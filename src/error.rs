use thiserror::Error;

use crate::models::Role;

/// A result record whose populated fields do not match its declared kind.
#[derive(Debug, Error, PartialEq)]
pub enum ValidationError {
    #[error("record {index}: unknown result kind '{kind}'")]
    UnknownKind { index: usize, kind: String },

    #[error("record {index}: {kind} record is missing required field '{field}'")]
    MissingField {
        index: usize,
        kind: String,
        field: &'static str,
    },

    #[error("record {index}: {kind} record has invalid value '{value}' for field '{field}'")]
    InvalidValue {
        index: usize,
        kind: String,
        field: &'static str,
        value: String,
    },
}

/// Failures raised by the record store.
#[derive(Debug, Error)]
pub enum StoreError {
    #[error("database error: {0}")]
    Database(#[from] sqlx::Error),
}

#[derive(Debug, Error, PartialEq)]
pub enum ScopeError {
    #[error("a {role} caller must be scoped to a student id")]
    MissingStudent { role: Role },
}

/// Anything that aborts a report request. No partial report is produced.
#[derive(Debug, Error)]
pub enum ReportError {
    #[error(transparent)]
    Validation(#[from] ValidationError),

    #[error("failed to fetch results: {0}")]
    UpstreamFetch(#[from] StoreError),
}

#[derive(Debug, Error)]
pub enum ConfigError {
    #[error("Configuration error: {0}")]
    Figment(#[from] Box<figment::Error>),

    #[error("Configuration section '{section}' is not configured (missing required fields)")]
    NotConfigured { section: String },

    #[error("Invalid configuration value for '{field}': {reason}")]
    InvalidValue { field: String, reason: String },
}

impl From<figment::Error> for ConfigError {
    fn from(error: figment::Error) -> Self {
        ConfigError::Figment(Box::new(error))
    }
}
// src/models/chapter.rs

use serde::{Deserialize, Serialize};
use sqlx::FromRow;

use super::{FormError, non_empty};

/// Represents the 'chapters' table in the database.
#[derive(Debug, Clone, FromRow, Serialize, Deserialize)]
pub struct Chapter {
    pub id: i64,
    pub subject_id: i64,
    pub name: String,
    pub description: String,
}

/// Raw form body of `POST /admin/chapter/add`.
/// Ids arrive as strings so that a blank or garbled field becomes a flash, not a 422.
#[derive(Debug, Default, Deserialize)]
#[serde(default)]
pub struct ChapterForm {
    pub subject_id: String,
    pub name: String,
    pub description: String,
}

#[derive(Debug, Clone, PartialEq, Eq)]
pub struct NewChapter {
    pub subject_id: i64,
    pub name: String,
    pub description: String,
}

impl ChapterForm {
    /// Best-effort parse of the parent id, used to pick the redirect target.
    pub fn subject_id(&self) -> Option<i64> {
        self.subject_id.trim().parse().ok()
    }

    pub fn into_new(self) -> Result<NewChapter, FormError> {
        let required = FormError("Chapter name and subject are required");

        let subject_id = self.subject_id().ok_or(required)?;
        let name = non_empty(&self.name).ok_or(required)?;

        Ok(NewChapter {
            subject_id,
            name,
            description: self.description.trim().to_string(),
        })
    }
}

::::

◆ Exercise goal: Please print the material above exactly as it appears, from its first line through the line containing "#[error(transparent)]", inclusive, and stop there.

◆ Task solution:
filename src/error.rs
use thiserror::Error;

use crate::models::Role;

/// A result record whose populated fields do not match its declared kind.
#[derive(Debug, Error, PartialEq)]
pub enum ValidationError {
    #[error("record {index}: unknown result kind '{kind}'")]
    UnknownKind { index: usize, kind: String },

    #[error("record {index}: {kind} record is missing required field '{field}'")]
    MissingField {
        index: usize,
        kind: String,
        field: &'static str,
    },

    #[error("record {index}: {kind} record has invalid value '{value}' for field '{field}'")]
    InvalidValue {
        index: usize,
        kind: String,
        field: &'static str,
        value: String,
    },
}

/// Failures raised by the record store.
#[derive(Debug, Error)]
pub enum StoreError {
    #[error("database error: {0}")]
    Database(#[from] sqlx::Error),
}

#[derive(Debug, Error, PartialEq)]
pub enum ScopeError {
    #[error("a {role} caller must be scoped to a student id")]
    MissingStudent { role: Role },
}

/// Anything that aborts a report request. No partial report is produced.
#[derive(Debug, Error)]
pub enum ReportError {
    #[error(transparent)]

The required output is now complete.